BRIESE-Preis 2020: Wie durchdringen Fluide Meeressedimente? Eine wichtige Frage auf dem Weg zur Klimawandel-Eindämmung

Dr. Kristin Beck Presse- und Öffentlichkeitsarbeit
Leibniz-Institut für Ostseeforschung Warnemünde

    Mit dem BRIESE-Preis für Meeresforschung 2020 würdigt die Jury die herausragende Forschung von Dr. Christoph Böttner zu der Frage, wie sich Fluide – Flüssigkeiten und Gase – in Meeressedimenten ausbreiten. Dies basiert auf den unterschiedlichsten Prozessen und kann in vieler Hinsicht auch klimarelevant sein. Böttner kombinierte sehr unterschiedliche Methoden aus der Geophysik, Geologie und Geochemie auf neue Weise, um die zugrundeliegenden geologischen Prozesse genauer zu analysieren. Der mit 5.000 Euro dotierte Preis wird von der Reederei Briese Schiffahrts GmbH & Co. KG gestiftet und vom Leibniz-Institut für Ostseeforschung Warnemünde (IOW) wissenschaftlich betreut.
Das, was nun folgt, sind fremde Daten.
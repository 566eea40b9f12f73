//! Enumeration of unordered index pairs.

use std::iter::FusedIterator;

/// Number of unordered pairs among `n` items, `n * (n - 1) / 2`.
///
/// Returns `None` when the count does not fit in a `usize`. The even factor
/// is halved first, so this only happens when the result itself overflows.
#[must_use]
pub const fn checked_pair_count(n: usize) -> Option<usize> {
    if n < 2 {
        Some(0)
    } else if n % 2 == 0 {
        (n / 2).checked_mul(n - 1)
    } else {
        n.checked_mul((n - 1) / 2)
    }
}

/// Number of unordered pairs among `n` items, saturating at `usize::MAX`.
#[must_use]
pub const fn pair_count(n: usize) -> usize {
    match checked_pair_count(n) {
        Some(count) => count,
        None => usize::MAX,
    }
}

/// Position of the pair `(i, j)` in [`PairIndices`] order.
///
/// Returns `None` unless `i < j < n`.
#[must_use]
pub const fn pair_position(i: usize, j: usize, n: usize) -> Option<usize> {
    if i >= j || j >= n {
        return None;
    }
    // Pairs starting below `i` come first: (n-1) + (n-2) + ... + (n-i)
    let (Some(total), Some(rest)) = (checked_pair_count(n), checked_pair_count(n - i)) else {
        return None;
    };
    Some(total - rest + (j - i - 1))
}

/// Iterator over all index pairs `(i, j)` with `0 <= i < j < n`.
///
/// Pairs come in combinations order: every pair with `i = 0` in increasing
/// `j`, then `i = 1`, and so on. Image pairs and label pairs are built from
/// the same iterator, which keeps them co-indexed.
#[derive(Debug, Clone)]
pub struct PairIndices {
    n: usize,
    i: usize,
    j: usize,
    remaining: usize,
}

impl PairIndices {
    /// Pairs over the indices `0..n`.
    #[must_use]
    pub const fn new(n: usize) -> Self {
        Self {
            n,
            i: 0,
            j: 1,
            remaining: pair_count(n),
        }
    }
}

impl Iterator for PairIndices {
    type Item = (usize, usize);

    fn next(&mut self) -> Option<Self::Item> {
        if self.remaining == 0 {
            return None;
        }

        let pair = (self.i, self.j);
        self.j += 1;
        if self.j == self.n {
            self.i += 1;
            self.j = self.i + 1;
        }
        self.remaining -= 1;

        Some(pair)
    }

    fn size_hint(&self) -> (usize, Option<usize>) {
        (self.remaining, Some(self.remaining))
    }
}

impl ExactSizeIterator for PairIndices {}

impl FusedIterator for PairIndices {}
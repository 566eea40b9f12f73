//! # `siamese-pairs`
//!
//! Prepares paired image data for training a Siamese similarity model.
//!
//! A directory of images and a parallel label file are loaded, every image is
//! resized and blurred, and every unordered pair of images is built together
//! with a flag telling whether both images share a label. Pairs are then split
//! into left and right tensors, one per network branch.
//!
//! Image files are taken in file name order and the `k`-th label belongs to
//! the `k`-th file.
//!
//! ## Example
//!
//! ```no_run
//! use siamese_pairs::{DataConfig, Hyperparameters, Pipeline};
//!
//! # fn main() -> siamese_pairs::Result<()> {
//! let hyp = Hyperparameters::from_json(r#"{"img_width": 64, "img_height": 64, "blur_radius": 1}"#)?;
//! let pipeline = Pipeline::new(DataConfig::new(hyp))?;
//!
//! let prepared = pipeline.run()?;
//! println!("{} pairs, {} same-label", prepared.len(), prepared.positive_count());
//! # Ok(())
//! # }
//! ```

pub mod config;
pub mod dataset;
pub mod device;
pub mod error;
pub mod pairs;
pub mod pipeline;

pub use config::{DataConfig, Hyperparameters};
pub use error::{Error, Result};
pub use pipeline::{Dataset, Pipeline, PreparedPairs};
    Fluide – damit bezeichnet man sowohl Flüssigkeiten als auch Gase, die den gleichen physikalischen Gesetzen folgen – sind wichtiger Bestandteil fast aller geologischen Prozesse auf der Erde. Obwohl diese in der Erdkruste ablaufen, wirken sich viele auch auf die darüber liegenden Meere oder die Atmosphäre aus. Wie die Fluide – beispielsweise das hochwirksame Klimagas Methan oder auch eingelagertes Wasser – dorthin gelangen, wird von vielen Faktoren bestimmt. Man weiß, dass die Durchlässigkeit der geologischen Schichten unterhalb des Meeresbodens, durch die die Fluide hindurchdringen, durch ihre spezifische Festigkeit und Porosität einen entscheidenden Einfluss haben. Auch geologische Strukturen natürlichen Ursprungs – etwa Auffaltungen, Verwerfungen oder Brüche – sowie menschliche Eingriffe, beispielsweise Bohrungen zur Förderung von Erdgas oder Erdöl, spielen eine wichtige Rolle. Dennoch sind die äußerst komplexen geologischen Prozesse, die der Fluidausbreitung zugrunde liegen, in vieler Hinsicht zu wenig verstanden.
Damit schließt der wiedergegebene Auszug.